No matter where you meet your first lover, it's not a good idea to have sex with him/her until you build some sort of relationship, and trust.


----------



## BeaT (Sep 23, 2011)

I would want to get to know the person first. We would probably communicate online and over the phone for at least a week before we get down to it. But it would still all be in the context of getting comfortable enough with the person to have sex with them.


----------



## CynicalOptimist (Dec 31, 2010)

I wouldn't advise it, but it is really up to you. I am surprised you sound very little to not anxious about the whole proposed ordeal. It sounds like it could be a nerve wracking experience for anyone but especially someone with SA. Whatever you decide I hope you find happiness with your first sexual encounter.

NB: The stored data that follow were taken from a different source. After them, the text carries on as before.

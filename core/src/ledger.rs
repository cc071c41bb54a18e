//! Resource bookkeeping shared by the player economy and the opponent.

use std::time::Duration;

/// Balance of the extractable resource plus the rate it accrues at.
///
/// Every spend goes through [`ResourceLedger::try_debit`], so the balance can
/// never become negative.
#[derive(Clone, Debug, PartialEq)]
pub struct ResourceLedger {
    balance: u32,
    accrual_rate: f64,
    base_rate: f64,
    bonus_per_cell: f64,
}

impl ResourceLedger {
    /// Creates a ledger holding `balance` that accrues `base_rate` per second
    /// plus `bonus_per_cell` per owned cell once the rate is recomputed.
    #[must_use]
    pub const fn new(balance: u32, base_rate: f64, bonus_per_cell: f64) -> Self {
        Self {
            balance,
            accrual_rate: base_rate,
            base_rate,
            bonus_per_cell,
        }
    }

    /// Current balance.
    #[must_use]
    pub const fn balance(&self) -> u32 {
        self.balance
    }

    /// Resource units gained per second.
    #[must_use]
    pub const fn accrual_rate(&self) -> f64 {
        self.accrual_rate
    }

    /// Adds `amount` to the balance, saturating at `u32::MAX`.
    pub fn credit(&mut self, amount: u32) {
        self.balance = self.balance.saturating_add(amount);
    }

    /// Subtracts `amount` when the balance covers it.
    ///
    /// Returns `false` and leaves the balance untouched otherwise.
    #[must_use]
    pub fn try_debit(&mut self, amount: u32) -> bool {
        match self.balance.checked_sub(amount) {
            Some(remaining) => {
                self.balance = remaining;
                true
            }
            None => false,
        }
    }

    /// Derives the accrual rate from the number of cells the owner holds.
    pub fn recompute_accrual_rate(&mut self, owned_cells: usize) {
        self.accrual_rate = self.base_rate + owned_cells as f64 * self.bonus_per_cell;
    }

    /// Credits `floor(rate * dt)` and returns the whole units gained.
    ///
    /// The fractional remainder is dropped rather than carried into the next
    /// tick.
    pub fn accrue(&mut self, dt: Duration) -> u32 {
        let gained = self.accrual_rate * dt.as_secs_f64();
        if !gained.is_finite() || gained <= 0.0 {
            return 0;
        }
        let whole = gained.floor() as u32;
        self.credit(whole);
        whole
    }
}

I thought you were a girl when I first read the post title because there was a similar news story a couple years back that garnered a lot of media attention when a girl in the US decided to auction off her virginity to the highest bidder. You may have heard about it. She was interviewed on the Tyra Banks Show about the matter. I wasn't sure if you were trying to pursue the same enterprise as her before I read the post.


----------



## nothing to fear (Mar 23, 2005)

Dunno, depends on how far they are. Shipping can be expensive, and it would be a drag if your virginity got lost in the mail.


----------



## BeaT (Sep 23, 2011)

Oh it'll be nerve wracking all right. If I do do this, I expect it may be the most anxiety inducing thing ever. I expect the sex it self to incredibly awkward and embarrassing.

Yes I'm a guy. Which will make this harder. I got the idea from a craigslist add that was like 'cougar looking to make boy into a man' n i was like 

Unfortunately that particular add was removed. I figure I can post the opposite though and find somebody.


----------



## BeaT (Sep 23, 2011)

nothing to fear said:


> Dunno, depends on how far they are. Shipping can be expensive, and it would be a drag if your virginity got lost in the mail.


Atleast I'd have lost it...


----------



## millenniumman75 (Feb 4, 2005)

It's better to lose it with someone you care about. Handing it to a stranger seems pretty cheap. I couldn't imagine doing that and then telling my future wife that I slept with a (female) stranger.


----------



## anti-socialsocialite (May 1, 2011)

I'm selling mine for college tuition money on Ebay.


----------



## Jenikyula gone mad (Nov 9, 2009)

Find someone on SAS to "make you a man." XDD


----------



## BeaT (Sep 23, 2011)

It would be NICE to lose it with somebody I cared about. But not really that important. Not many people marry their first love. In any mature relationship both people are going to have to accept and get over the fact that their partner has a past with other people.

I doubt I'll ever get married too. I completely accepted long ago that I would die alone and unloved. That I may not die a virgin too is something that in the past I wouldn't have believed or bothered to try for.


----------



## BeaT (Sep 23, 2011)

Jenikyula gone mad said:


> Find someone on SAS to "make you a man." XDD


New York is not outside of the range I would be willing to travel...

:wink


----------



## RockBottomRiser (Jun 5, 2011)

I strongly advise you to do this.


----------



## Jenikyula gone mad (Nov 9, 2009)

BeaT said:


> New York is not outside of the range I would be willing to travel...
> 
> :wink


Hmm. Send me your resume! :boogie


----------



## BeaT (Sep 23, 2011)

Jenikyula gone mad said:


> Hmm. Send me your resume! :boogie


Oh god.... que the anxiety. Now I actually have to do something. I'll hit you up in a little, after some liquid courage.


----------



## anti-socialsocialite (May 1, 2011)

Jenikyula gone mad said:


> Hmm. Send me your resume! :boogie


My boy BeaT doesn't need to send you a resume. Just look at this fine young stud. I think you should consider yourself lucky that he is considering you as a possible option.


----------



## Perkins (Dec 14, 2010)

If I found myself attracted to them and liked/cared about them and are disease-free then yes.


----------



## BeaT (Sep 23, 2011)

BasedGod said:


> My boy BeaT doesn't need to send you a resume. Just look at this fine young stud. I think you should consider yourself lucky that he is considering you as a possible option.


Mmm stroke that ego.

I am pretty awesome.


----------



## BeaT (Sep 23, 2011)

Perkins said:


> If I found myself attracted to them and liked/cared about them and are disease-free then yes.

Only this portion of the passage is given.